_EXERCISE_:
Every line below that has the string "array" needs to be copied.

Stored data:

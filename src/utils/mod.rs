//! Internal utility functions for imageops-matting.
//!
//! This module contains common functionality used across the matting stages.

use crate::error::MattingError;
use image::{Luma, Pixel, Rgb};
use imageproc::definitions::Image;

/// Per-channel color planes of an RGB image, row-major.
pub type ColorPlanes = [Vec<f64>; 3];

/// Validates that an image has non-zero dimensions.
///
/// # Errors
///
/// `MattingError::EmptyImage` if either dimension is zero
pub const fn validate_non_empty(width: u32, height: u32) -> Result<(), MattingError> {
    if width == 0 || height == 0 {
        Err(MattingError::EmptyImage)
    } else {
        Ok(())
    }
}

/// Validates that two images have matching dimensions.
///
/// # Errors
///
/// `MattingError::DimensionMismatch` if the dimensions differ
pub fn validate_matching_dimensions(
    expected: (u32, u32),
    actual: (u32, u32),
) -> Result<(), MattingError> {
    if expected == actual {
        Ok(())
    } else {
        Err(MattingError::DimensionMismatch { expected, actual })
    }
}

/// Splits an RGB image into three planes scaled by `scale`.
///
/// `scale = 1.0` keeps the 0–255 range, `scale = 1.0 / 255.0` normalizes to 0–1.
pub fn color_planes(image: &Image<Rgb<u8>>, scale: f64) -> ColorPlanes {
    let pixel_count = image.width() as usize * image.height() as usize;
    let mut planes: ColorPlanes = std::array::from_fn(|_| Vec::with_capacity(pixel_count));

    for pixel in image.pixels() {
        for (plane, &value) in planes.iter_mut().zip(pixel.channels()) {
            plane.push(f64::from(value) * scale);
        }
    }

    planes
}

/// Color of the pixel at `index` as an array.
#[inline]
pub fn color_at(planes: &ColorPlanes, index: usize) -> [f64; 3] {
    [planes[0][index], planes[1][index], planes[2][index]]
}

/// Renders a unit-range field as an 8-bit grayscale image.
///
/// Values are scaled by 255, rounded and clamped to `[0, 255]`.
pub fn unit_field_to_luma8(values: &[f64], width: u32, height: u32) -> Image<Luma<u8>> {
    Image::from_fn(width, height, |x, y| {
        let value = values[y as usize * width as usize + x as usize];
        Luma([(value * 255.0).round().clamp(0.0, 255.0) as u8])
    })
}

/// Renders a field as a floating-point grayscale image.
pub fn field_to_luma_f32(values: &[f64], width: u32, height: u32) -> Image<Luma<f32>> {
    Image::from_fn(width, height, |x, y| {
        Luma([values[y as usize * width as usize + x as usize] as f32])
    })
}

_ANSWER SPACE_:
    let mut planes: ColorPlanes = std::array::from_fn(|_| Vec::with_capacity(pixel_count));
/// Color of the pixel at `index` as an array.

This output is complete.